> **WHAT YOU HAVE TO DO**
The response should consist of every line below, unchanged.

> **EXCERPTED DATA**
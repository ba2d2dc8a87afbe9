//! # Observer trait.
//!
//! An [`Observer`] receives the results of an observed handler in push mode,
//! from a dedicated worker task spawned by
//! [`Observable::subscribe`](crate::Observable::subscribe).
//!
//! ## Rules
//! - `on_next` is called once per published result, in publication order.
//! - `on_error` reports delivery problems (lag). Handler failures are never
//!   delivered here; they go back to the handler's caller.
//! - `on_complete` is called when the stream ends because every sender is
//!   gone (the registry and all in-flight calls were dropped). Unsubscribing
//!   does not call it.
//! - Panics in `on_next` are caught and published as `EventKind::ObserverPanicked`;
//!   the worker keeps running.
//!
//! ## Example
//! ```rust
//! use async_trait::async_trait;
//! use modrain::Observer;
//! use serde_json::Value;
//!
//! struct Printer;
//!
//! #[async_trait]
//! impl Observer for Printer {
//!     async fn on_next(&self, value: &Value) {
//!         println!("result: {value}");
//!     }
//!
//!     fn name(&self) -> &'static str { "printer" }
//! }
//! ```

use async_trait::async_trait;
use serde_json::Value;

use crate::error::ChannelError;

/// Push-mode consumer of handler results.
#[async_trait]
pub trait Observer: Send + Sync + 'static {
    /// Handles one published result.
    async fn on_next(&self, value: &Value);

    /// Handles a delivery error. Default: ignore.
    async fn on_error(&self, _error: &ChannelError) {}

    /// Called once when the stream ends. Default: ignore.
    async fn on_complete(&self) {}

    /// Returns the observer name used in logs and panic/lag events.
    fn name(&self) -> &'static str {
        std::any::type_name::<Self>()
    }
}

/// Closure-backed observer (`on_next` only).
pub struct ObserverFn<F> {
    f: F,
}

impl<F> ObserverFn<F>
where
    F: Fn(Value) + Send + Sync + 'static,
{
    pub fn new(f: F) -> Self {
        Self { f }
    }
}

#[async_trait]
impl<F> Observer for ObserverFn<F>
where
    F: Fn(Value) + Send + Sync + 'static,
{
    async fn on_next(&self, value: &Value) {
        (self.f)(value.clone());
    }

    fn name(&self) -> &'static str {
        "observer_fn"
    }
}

> **TASK SOLUTION**
repository ba2d2dc8a87afbe9
//! # Observer trait.
//!
//! An [`Observer`] receives the results of an observed handler in push mode,
//! from a dedicated worker task spawned by
//! [`Observable::subscribe`](crate::Observable::subscribe).
//!
//! ## Rules
//! - `on_next` is called once per published result, in publication order.
//! - `on_error` reports delivery problems (lag). Handler failures are never
//!   delivered here; they go back to the handler's caller.
//! - `on_complete` is called when the stream ends because every sender is
//!   gone (the registry and all in-flight calls were dropped). Unsubscribing
//!   does not call it.
//! - Panics in `on_next` are caught and published as `EventKind::ObserverPanicked`;
//!   the worker keeps running.
//!
//! ## Example
//! ```rust
//! use async_trait::async_trait;
//! use modrain::Observer;
//! use serde_json::Value;
//!
//! struct Printer;
//!
//! #[async_trait]
//! impl Observer for Printer {
//!     async fn on_next(&self, value: &Value) {
//!         println!("result: {value}");
//!     }
//!
//!     fn name(&self) -> &'static str { "printer" }
//! }
//! ```

use async_trait::async_trait;
use serde_json::Value;

use crate::error::ChannelError;

/// Push-mode consumer of handler results.
#[async_trait]
pub trait Observer: Send + Sync + 'static {
    /// Handles one published result.
    async fn on_next(&self, value: &Value);

    /// Handles a delivery error. Default: ignore.
    async fn on_error(&self, _error: &ChannelError) {}

    /// Called once when the stream ends. Default: ignore.
    async fn on_complete(&self) {}

    /// Returns the observer name used in logs and panic/lag events.
    fn name(&self) -> &'static str {
        std::any::type_name::<Self>()
    }
}

/// Closure-backed observer (`on_next` only).
pub struct ObserverFn<F> {
    f: F,
}

impl<F> ObserverFn<F>
where
    F: Fn(Value) + Send + Sync + 'static,
{
    pub fn new(f: F) -> Self {
        Self { f }
    }
}

#[async_trait]
impl<F> Observer for ObserverFn<F>
where
    F: Fn(Value) + Send + Sync + 'static,
{
    async fn on_next(&self, value: &Value) {
        (self.f)(value.clone());
    }

    fn name(&self) -> &'static str {
        "observer_fn"
    }
}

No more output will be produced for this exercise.